Can we protect against high levels of stress hormones that cause heart disease?

Adipose glucocorticoid exposure is regulated by proteolytic cleavage of corticosteroid binding globulin (CBG)

High levels of stress hormones, called glucocorticoids, are known to cause obesity, diabetes and heart and circulatory diseases. The hormones circulate in the blood bound to another molecule called corticosteroid binding globulin (CBG), which controls their activity. Glucocorticoids have important functions in fat tissue, but we do not fully understand how CBG controls how the hormones reach the fat tissue to carry out their actions.

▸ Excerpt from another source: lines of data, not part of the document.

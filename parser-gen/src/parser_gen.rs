use common::grammar::RawGrammar;
use clap::{App, Arg};
use std::{fs, io, process};
use tracing_subscriber::EnvFilter;
use parser_gen::*;

fn main() -> io::Result<()> {
  tracing_subscriber::fmt().with_env_filter(EnvFilter::from_default_env()).with_writer(io::stderr).init();
  let m = App::new("parser_gen")
    .author("MashPlant").about("Read a grammar from a toml file, build its lalr1 tables and report conflicts")
    .arg(Arg::with_name("input").required(true))
    .arg(Arg::with_name("verbose").long("verbose").takes_value(true).value_name("path").help("Print the lr table with its closures to the path"))
    .arg(Arg::with_name("show_fsm").long("show_fsm").takes_value(true).value_name("path").help("Print lr fsm in dot file format to the path"))
    .arg(Arg::with_name("deny_conflict").long("deny_conflict").help("Exit with failure if the grammar has any conflict"))
    .get_matches();
  let cfg = Config { show_tbl: m.is_present("verbose"), show_fsm: m.is_present("show_fsm") };
  // `input` is required, clap has checked it
  let input = fs::read_to_string(m.value_of("input").unwrap_or_default())?;
  let raw = match toml::from_str::<RawGrammar>(&input) {
    Ok(raw) => raw,
    Err(e) => {
      eprintln!("invalid grammar toml: {}", e);
      process::exit(1);
    }
  };
  let out = match work(&raw, &cfg) {
    Ok(out) => out,
    Err(e) => {
      eprintln!("invalid grammar: {}", e);
      process::exit(1);
    }
  };
  for c in &out.conflicts { eprintln!("{}", c); }
  if let (Some(path), Some(tbl)) = (m.value_of("verbose"), &out.tbl) { fs::write(path, tbl)?; }
  if let (Some(path), Some(fsm)) = (m.value_of("show_fsm"), &out.fsm) { fs::write(path, fsm)?; }
  print!("{}", show::summary(&out.tables));
  if m.is_present("deny_conflict") && !out.conflicts.is_empty() { process::exit(2); }
  Ok(())
}
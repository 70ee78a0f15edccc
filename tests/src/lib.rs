#[cfg(test)]
mod fixture;
#[cfg(test)]
mod scenario;
#[cfg(test)]
mod malformed;
#[cfg(test)]
mod nesting;
#[cfg(test)]
mod prop;
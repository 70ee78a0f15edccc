use crate::{Lr0Item, Lr0Closure, Lr0Fsm, Lr0Node};
use common::{grammar::Grammar, HashMap, HashSet};
use std::collections::VecDeque;

fn go<'a>(items: &[Lr0Item<'a>], mov: u32, g: &'a Grammar<'a>) -> Lr0Closure<'a> {
  let mut new_items = HashSet::default();
  for &item in items {
    if item.next() == Some(mov) {
      new_items.insert(Lr0Item { dot: item.dot + 1, ..item });
    }
  }
  closure(new_items, g)
}

fn closure<'a>(mut items: HashSet<Lr0Item<'a>>, g: &'a Grammar<'a>) -> Lr0Closure<'a> {
  let mut q = items.iter().copied().collect::<VecDeque<_>>();
  while let Some(item) = q.pop_front() {
    // if the token after dot is a non-terminal
    if let Some(ch) = item.next().filter(|&ch| g.as_nt(ch).is_some()) {
      for new_prod in g.get_prod(ch) {
        let new_item = Lr0Item { prod: &new_prod.rhs, prod_id: new_prod.id, dot: 0 };
        if items.insert(new_item) {
          q.push_back(new_item);
        }
      }
    }
  }
  let mut items = items.into_iter().collect::<Vec<_>>();
  // sort it, so that vec's equal implies state's equal
  items.sort_unstable();
  items
}

// state 0 is the closure of every production of the start non-terminal
pub fn work<'a>(g: &'a Grammar<'a>) -> Lr0Fsm<'a> {
  let token_num = g.token_num();
  let mut ss = HashMap::default();
  let init = closure(g.get_prod(g.start())
                       .map(|p| Lr0Item { prod: &p.rhs, prod_id: p.id, dot: 0 }).collect(), g);
  ss.insert(init.clone(), 0);
  let mut q = VecDeque::new();
  let mut result = Vec::new();
  q.push_back(init);
  while let Some(cur) = q.pop_front() {
    let mut link = HashMap::default();
    for mov in 0..token_num {
      let ns = go(&cur, mov, g);
      if !ns.is_empty() {
        let new_id = ss.len() as u32;
        let id = *ss.entry(ns.clone()).or_insert_with(|| (q.push_back(ns), new_id).1);
        link.insert(mov, id);
      }
    }
    result.push(Lr0Node { closure: cur, link });
  }
  result
}
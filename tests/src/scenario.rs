use crate::fixture::{init_log, WELL_FORMED};
use ewkt::*;

fn xs(points: &[Point]) -> Vec<(f64, f64)> { points.iter().map(|p| (p.x, p.y)).collect() }

#[test]
fn point() {
  init_log();
  let g = parse("POINT(1 2)").unwrap();
  assert_eq!(g.declared_type(), GeometryType::Point);
  assert_eq!(g.dims, Dimension::Xy);
  assert_eq!(g.shape, Shape::Point(Point { x: 1.0, y: 2.0, z: None, m: None }));
}

#[test]
fn linestring_order() {
  let g = parse("LINESTRING(0 0, 1 1, 2 2)").unwrap();
  match g.shape {
    Shape::LineString(l) => assert_eq!(xs(&l.points), vec![(0.0, 0.0), (1.0, 1.0), (2.0, 2.0)]),
    s => panic!("unexpected {:?}", s),
  }
}

#[test]
fn polygon() {
  let g = parse("POLYGON((0 0, 10 0, 10 10, 0 10, 0 0))").unwrap();
  match g.shape {
    Shape::Polygon(p) => {
      assert!(p.interiors.is_empty());
      assert_eq!(xs(&p.exterior.points), vec![(0.0, 0.0), (10.0, 0.0), (10.0, 10.0), (0.0, 10.0), (0.0, 0.0)]);
    }
    s => panic!("unexpected {:?}", s),
  }
  let g = parse("POLYGON((0 0, 10 0, 10 10, 0 0), (1 1, 2 1, 2 2, 1 1), (5 5, 6 5, 6 6, 5 5))").unwrap();
  match g.shape {
    Shape::Polygon(p) => {
      assert_eq!(p.interiors.len(), 2);
      assert_eq!(p.interiors[0].points[0], Point::xy(1.0, 1.0));
      assert_eq!(p.interiors[1].points[0], Point::xy(5.0, 5.0));
    }
    s => panic!("unexpected {:?}", s),
  }
}

#[test]
fn collection() {
  let g = parse("GEOMETRYCOLLECTION(POINT(0 0), LINESTRING(1 1, 2 2))").unwrap();
  match g.shape {
    Shape::GeometryCollection(shapes) => {
      assert_eq!(shapes.len(), 2);
      assert_eq!(shapes[0], Shape::Point(Point::xy(0.0, 0.0)));
      assert_eq!(shapes[1].kind(), GeometryType::LineString);
    }
    s => panic!("unexpected {:?}", s),
  }
}

#[test]
fn truncated_point() {
  let mut ctx = ParseContext::default();
  parse_into("POINT(1 2", &ParserConfig::default(), &mut ctx);
  assert!(ctx.has_error);
  assert!(ctx.result.is_none());
  assert!(matches!(ctx.error, Some(Error::Syntax { offset: 9, .. })));
}

#[test]
fn multipoint_dialects() {
  let flat = parse("MULTIPOINT(0 0, 1 1)").unwrap();
  let bracketed = parse("MULTIPOINT((0 0), (1 1))").unwrap();
  assert_eq!(flat, bracketed);
  assert_eq!(flat.shape, Shape::MultiPoint(vec![Point::xy(0.0, 0.0), Point::xy(1.0, 1.0)]));
}

#[test]
fn every_keyword() {
  for &(text, kind, count) in WELL_FORMED.iter() {
    let g = parse(text).unwrap_or_else(|e| panic!("{}: {}", text, e));
    assert_eq!(g.declared_type(), kind, "{}", text);
    assert_eq!(g.shape.point_count(), count, "{}", text);
    let lower = parse(&text.to_lowercase()).unwrap();
    assert_eq!(lower, g);
  }
}

#[test]
fn ordinates() {
  let count = |text: &str| {
    let g = parse(text).unwrap();
    let mut dims = Vec::new();
    g.shape.for_each_point(&mut |p| dims.push(p.dims()));
    (g.dims, dims)
  };
  assert_eq!(count("LINESTRING(0 0 1, 1 1 2, 3 3 3)"), (Dimension::Xyz, vec![Dimension::Xyz; 3]));
  assert_eq!(count("LINESTRING(0 0 1 7, 1 1 2 7)"), (Dimension::Xyzm, vec![Dimension::Xyzm; 2]));
  assert_eq!(count("MULTIPOINTM((0 0 1), (1 1 2))"), (Dimension::Xym, vec![Dimension::Xym; 2]));
  let g = parse("POINT(1 2 3 4)").unwrap();
  assert_eq!(g.shape, Shape::Point(Point { x: 1.0, y: 2.0, z: Some(3.0), m: Some(4.0) }));
  let g = parse("POINTM(1 2 3)").unwrap();
  assert_eq!(g.shape, Shape::Point(Point { x: 1.0, y: 2.0, z: None, m: Some(3.0) }));
}

#[test]
fn round_trip() {
  for &(text, _, _) in WELL_FORMED.iter() {
    let g = parse(text).unwrap();
    let written = g.to_ewkt();
    assert_eq!(parse(&written).unwrap(), g, "{} -> {}", text, written);
  }
  assert_eq!(parse("SRID=4326;POINTM(1.5 -2 1e-3)").unwrap().to_string(), "SRID=4326;POINTM(1.5 -2 0.001)");
}

#[test]
fn bounding_box() {
  let g = parse("GEOMETRYCOLLECTION(POINT(-3 4), LINESTRING(1 1, 20 -7))").unwrap();
  assert_eq!(g.mbr(), Mbr { min_x: -3.0, min_y: -7.0, max_x: 20.0, max_y: 4.0 });
}

#[test]
fn closed_rings() {
  let open = "POLYGON((0 0, 10 0, 10 10, 0 10))";
  assert!(parse(open).is_ok());
  let cfg = ParserConfig::from_toml("require_closed_rings = true").unwrap();
  assert_eq!(parse_with(open, &cfg), Err(Error::Build(BuildError::UnclosedRing)));
  assert!(parse_with("POLYGON((0 0, 10 0, 10 10, 0 0))", &cfg).is_ok());
}

#[test]
fn whitespace_and_newlines() {
  let g = parse("\n  LINESTRING (\n 0 0 ,\n 1 1\n )\n").unwrap();
  assert_eq!(g.shape.point_count(), 2);
}
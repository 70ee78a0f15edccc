use crate::{PackedTables, min_u};
use common::grammar::Grammar;
use lalr1_core::{Act, Conflict, ConflictKind, Link, Lr1Fsm, Lr1Node, Lr1Item, Table};
use std::fmt::Write;

fn show_lookahead(g: &Grammar, item: &Lr1Item, s: &mut String) {
  for i in item.lookahead.ones().filter(|&i| i < g.term_num() as usize) {
    *s += g.show_token(i as u32);
    s.push('/');
  }
  s.pop();
}

pub fn table(table: &Table, g: &Grammar) -> String {
  let mut text = String::new();
  for (idx, entry) in table.iter().enumerate() {
    let _ = writeln!(text, "State {}:", idx);
    for item in entry.closure {
      let mut la = String::new();
      show_lookahead(g, item, &mut la);
      let _ = writeln!(text, "  {}, {}", g.show_prod(item.lr0.prod_id, Some(item.lr0.dot)), la);
    }
    text.push('\n');
    let mut acts = entry.act.iter().collect::<Vec<_>>();
    acts.sort_unstable_by_key(|(&ch, _)| ch);
    for (&ch, acts) in acts {
      for (i, a) in acts.iter().enumerate() {
        // selected => ✓, kept but not selected => ✗
        let _ = writeln!(text, "  {} => {:?} ({})", g.show_token(ch), a, if i == 0 { "✓" } else { "✗" });
      }
    }
    text.push('\n');
  }
  text
}

pub fn conflict(g: &Grammar, c: &[Conflict]) -> Vec<String> {
  let mut ret = Vec::new();
  for c in c {
    let ch = g.show_token(c.ch);
    match c.kind {
      ConflictKind::SR { s, r } =>
        ret.push(format!("Shift-reduce conflict at state {} when faced with token `{}`, it can either shift {}, or reduce {}(`{}`).",
                         c.state, ch, s, r, g.show_prod(r, None))),
      ConflictKind::RR { r1, r2 } =>
        ret.push(format!("Reduce-reduce conflict at state {} when faced with token `{}`, it can either reduce {}(`{}`), or reduce {}(`{}`).",
                         c.state, ch, r1, g.show_prod(r1, None), r2, g.show_prod(r2, None))),
      ConflictKind::Many(ref acts) => {
        let mut msg = format!("Too many conflicts at state {} when faced with token `{}`:\n", c.state, ch);
        for a in acts {
          match a {
            Act::Shift(s) => { let _ = writeln!(msg, "  - shift {}", s); }
            Act::Reduce(r) => { let _ = writeln!(msg, "  - reduce {}(`{}`)", r, g.show_prod(*r, None)); }
            _ => {}
          }
        }
        ret.push(msg);
      }
    }
  }
  ret
}

fn show_link(g: &Grammar, link: &Link, idx: usize, s: &mut String) {
  let mut link = link.iter().map(|(&k, &v)| (k, v)).collect::<Vec<_>>();
  link.sort_unstable_by_key(|kv| kv.1);
  for (k, v) in link {
    let _ = writeln!(s, r#"{} -> {} [label="{}"];"#, idx, v, g.show_token(k));
  }
}

pub fn lr1_dot(g: &Grammar, lr1: &Lr1Fsm) -> String {
  let mut s = "digraph {\n".to_owned();
  for (idx, Lr1Node { closure, link }) in lr1.iter().enumerate() {
    show_link(g, link, idx, &mut s);
    let mut text = String::new();
    for item in closure {
      text += &g.show_prod(item.lr0.prod_id, Some(item.lr0.dot));
      text.push(',');
      show_lookahead(g, item, &mut text);
      text += r#"\n"#;
    }
    text.pop();
    text.pop();
    let _ = writeln!(s, r#"{}[shape=box, label="{}"]"#, idx, text);
  }
  s.push('}');
  s
}

pub fn summary(p: &PackedTables) -> String {
  let code_max = p.no_action_code() as usize;
  let ofst_used = p.shift_offset.iter().chain(p.reduce_offset.iter()).filter(|&&o| o != crate::USE_DEFAULT).count();
  let mut s = String::new();
  let _ = writeln!(s, "states: {}, rules: {}, terminals: {}, symbols: {}", p.n_state, p.n_rule, p.n_terminal, p.n_symbol);
  let _ = writeln!(s, "action/lookahead: {} entries ({} / {})", p.action.len(), min_u(code_max), min_u(p.n_symbol as usize));
  let _ = writeln!(s, "offsets in use: {} of {}", ofst_used, p.n_state * 2);
  let _ = writeln!(s, "states with a default reduce: {}", p.default.iter().filter(|&&d| d != p.error_code()).count());
  s
}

Dr Nixon’s previous work has shown that a molecule called neutrophil elastase can cut CBG into pieces, which releases the glucocorticoid hormone. In this fellowship, he will build on this research by studying how neutrophil elastase affects levels of the hormones in fat and how this is linked to healthy metabolism. He first hopes to determine whether fat cells produce CBG, or whether it moves from the circulation into the fat tissue when required. This will establish whether CBG in fat cells serves as a protective mechanism against the hormones, and whether being cleaved by neutrophil elastase overrides this protection by releasing the hormones into fat tissue. He will also investigate whether chemicals that block neutrophil elastase can prevent the release of the hormones, and whether this occurs throughout the body or only in fat tissue. The results will provide important insights into whether blocking neutrophil elastase has therapeutic potential for treating metabolic conditions like obesity and preventing heart disease.